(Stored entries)
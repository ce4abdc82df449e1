use libm::{fmodf, roundf};

use super::Rgb;

/// Color in HSL space with normalized components
///
/// `hue` is a fraction of a full turn (0.0 and 1.0 are both red),
/// `saturation` and `lightness` are in `0.0..=1.0`.
#[derive(Debug, Clone, Copy, PartialEq)]
pub struct Hsl {
    pub hue: f32,
    pub saturation: f32,
    pub lightness: f32,
}

impl Hsl {
    pub const fn new(hue: f32, saturation: f32, lightness: f32) -> Self {
        Self {
            hue,
            saturation,
            lightness,
        }
    }

    /// Convert to 8-bit RGB
    ///
    /// Out-of-range components are clamped, hue is wrapped into `0.0..1.0`.
    pub fn to_rgb(self) -> Rgb {
        let hue = wrap_unit(self.hue);
        let saturation = self.saturation.clamp(0.0, 1.0);
        let lightness = self.lightness.clamp(0.0, 1.0);

        if saturation == 0.0 {
            let value = unit_to_u8(lightness);
            return Rgb::new(value, value, value);
        }

        let upper = if lightness < 0.5 {
            lightness * (1.0 + saturation)
        } else {
            lightness + saturation - lightness * saturation
        };
        let lower = 2.0 * lightness - upper;

        Rgb::new(
            unit_to_u8(hue_to_channel(lower, upper, hue + 1.0 / 3.0)),
            unit_to_u8(hue_to_channel(lower, upper, hue)),
            unit_to_u8(hue_to_channel(lower, upper, hue - 1.0 / 3.0)),
        )
    }
}

impl From<Hsl> for Rgb {
    fn from(value: Hsl) -> Self {
        value.to_rgb()
    }
}

fn wrap_unit(value: f32) -> f32 {
    let wrapped = fmodf(value, 1.0);
    if wrapped < 0.0 { wrapped + 1.0 } else { wrapped }
}

fn hue_to_channel(lower: f32, upper: f32, hue: f32) -> f32 {
    let hue = wrap_unit(hue);
    if hue < 1.0 / 6.0 {
        lower + (upper - lower) * 6.0 * hue
    } else if hue < 0.5 {
        upper
    } else if hue < 2.0 / 3.0 {
        lower + (upper - lower) * (2.0 / 3.0 - hue) * 6.0
    } else {
        lower
    }
}

#[allow(clippy::cast_possible_truncation, clippy::cast_sign_loss)]
fn unit_to_u8(value: f32) -> u8 {
    roundf(value.clamp(0.0, 1.0) * 255.0) as u8
}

- [ABOUT THIS EXERCISE]: Please filter the data down to the lines containing the word "saturation".

- [WRITTEN ANSWER]:
/// `saturation` and `lightness` are in `0.0..=1.0`.
    pub saturation: f32,
    pub const fn new(hue: f32, saturation: f32, lightness: f32) -> Self {
            saturation,
        let saturation = self.saturation.clamp(0.0, 1.0);
        if saturation == 0.0 {
            lightness * (1.0 + saturation)
            lightness + saturation - lightness * saturation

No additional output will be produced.